Marcos Wunderlich é Consultor, palestrante, atua principalmente em Capacitação, Instrumentação e Implantação de Coaching e Mentoring em empresas e organizações, aliado aos processos de Gestão e Liderança de Alta Performance. Num artigo recente publicado na WEB (confira o artigo, no ar em 10 de março de 2006), ele citou uma definição de mentoria cunhada pelo americano Jack Carew: "Mentoria é o ato de despertar as grandes possibilidades que existem nas pessoas". Ser mentor não é vigiar o outro, tampouco subjugá-lo, mas sim despertar o outro para as suas potencialidades e valores; é fazê-lo ver onde pode chegar e deixá-lo fazer as própria escolhas e tomar as própria decisões, acompanhando-o de forma a garantir-lhe apoio e auxilio sincero e verdadeiro. Wunderlich comenta, no mesmo artigo, que "Tornar-se Mentor significa tornar-se um amigo do Mentorado, num relacionamento que pode se estender por longo prazo (…). A Mentoria não é terapia, mas uma forma de autodesenvolvimento a partir das orientações do Mentor."
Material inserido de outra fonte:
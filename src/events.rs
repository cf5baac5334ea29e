//! Server-wide event bus.
//!
//! A single tokio broadcast channel carries structured [`ServerEvent`]s:
//! readiness transitions, unloads, compatibility rows, agent-run updates.
//! Publishing never blocks and never propagates errors to the caller — a bus
//! with no subscribers simply drops the event, and a lagging subscriber loses
//! the oldest events, not the publisher's time.

use chrono::{DateTime, Utc};
use serde::{Deserialize, Serialize};
use serde_json::Value;
use tokio::sync::broadcast;

/// One structured event on the bus.
#[derive(Debug, Clone, Serialize, Deserialize)]
pub struct ServerEvent {
    pub event_type: String,
    pub data: Value,
    pub ts: DateTime<Utc>,
}

impl ServerEvent {
    pub fn new(event_type: impl Into<String>, data: Value) -> Self {
        Self {
            event_type: event_type.into(),
            data,
            ts: Utc::now(),
        }
    }
}

/// Cloneable handle to the broadcast bus.
#[derive(Clone)]
pub struct EventBus {
    sender: broadcast::Sender<ServerEvent>,
}

impl EventBus {
    pub fn new(capacity: usize) -> Self {
        let (sender, _) = broadcast::channel(capacity.max(16));
        Self { sender }
    }

    /// Fire-and-forget publish. Send failures (no subscribers) are expected
    /// and ignored; anything else is logged, never propagated.
    pub fn publish(&self, event_type: &str, data: Value) {
        let event = ServerEvent::new(event_type, data);
        if self.sender.send(event).is_err() {
            tracing::trace!(event_type, "event dropped — no subscribers");
        }
    }

    pub fn subscribe(&self) -> broadcast::Receiver<ServerEvent> {
        self.sender.subscribe()
    }
}

impl Default for EventBus {
    fn default() -> Self {
        Self::new(256)
    }
}

#[cfg(test)]
mod tests {
    use super::*;
    use serde_json::json;

    #[tokio::test]
    async fn subscribers_receive_published_events() {
        let bus = EventBus::new(16);
        let mut rx = bus.subscribe();
        bus.publish("model_unloaded", json!({"model_id": "m", "reason": "ttl"}));

        let event = rx.recv().await.expect("event should arrive");
        assert_eq!(event.event_type, "model_unloaded");
        assert_eq!(event.data["reason"], "ttl");
    }

    #[tokio::test]
    async fn publish_without_subscribers_is_silent() {
        let bus = EventBus::new(16);
        // Must not panic or block.
        bus.publish("model_readiness_changed", json!({"state": "routable"}));
    }

    #[tokio::test]
    async fn each_subscriber_gets_every_event() {
        let bus = EventBus::new(16);
        let mut a = bus.subscribe();
        let mut b = bus.subscribe();
        bus.publish("model_canary_passed", json!({"model_id": "m"}));

        assert_eq!(a.recv().await.unwrap().event_type, "model_canary_passed");
        assert_eq!(b.recv().await.unwrap().event_type, "model_canary_passed");
    }
}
Ao assumir a liderança pastoral de um igreja local, eleja um parceiro de oração e compartilhamento, faça dele o seu mentor e se lance nessa tarefa de melhorar a cada dia em cada área de sua vida. Deixar-se mentorear é declarar amor por você mesmo, é querer o próprio bem. "…toma contigo Marcos e traze-o, pois me é útil para o ministério." (II Timóteo 4:11).

Chegando à praia…

Não resta a menor dúvida de que, de fato, assumir a liderança pastoral de uma igreja local é assinar um atestado de loucura. Porém, lembremos que "aquilo que parece ser a loucura de Deus é mais sábio do que a sabedoria humana, e aquilo que parece ser a fraqueza de Deus é mais forte do que a força humana". (I Coríntios 1:25 – RA). E ainda que "Para envergonhar os sábios, Deus escolheu aquilo que o mundo acha que é loucura; e, para envergonhar os poderosos, ele escolheu o que o mundo acha fraco." (I Coríntios 1:27 – RA).

Deus vai usar a loucura do Evangelho, através da loucura de ministérios pastorais locais comprometidos com os valores do Seu reino em nosso querido Brasil. Para tanto, não tenha receio de colocar em prática as estratégias e as idéias que o Senhor colocar em seu coração. Não sacralize os métodos e nunca canonize as estratégias, pois a graça e a sabedoria de Deus não são uniformes, mas sim multiformes (I Pedro 4:10 e Efésios 3:10).

Deixe Deus rebocar você para as ondas enormes e maravilhosas, desafiadoras e cheias de oportunidades e de bênçãos, como você jamais conseguirá imaginar. Esta é minha versão pessoal de Jeremias 33:33 "Clama a mim, e responder-te-ei e anunciar-te-ei coisas grandes e firmes, que não sabes."

Lécio Dornas é teólogo, educador, escritor, facilitador de programas de formação de docentes e de líderes e Pastor Sênior da Igreja Batista Dois de Julho, em Salvador – BA.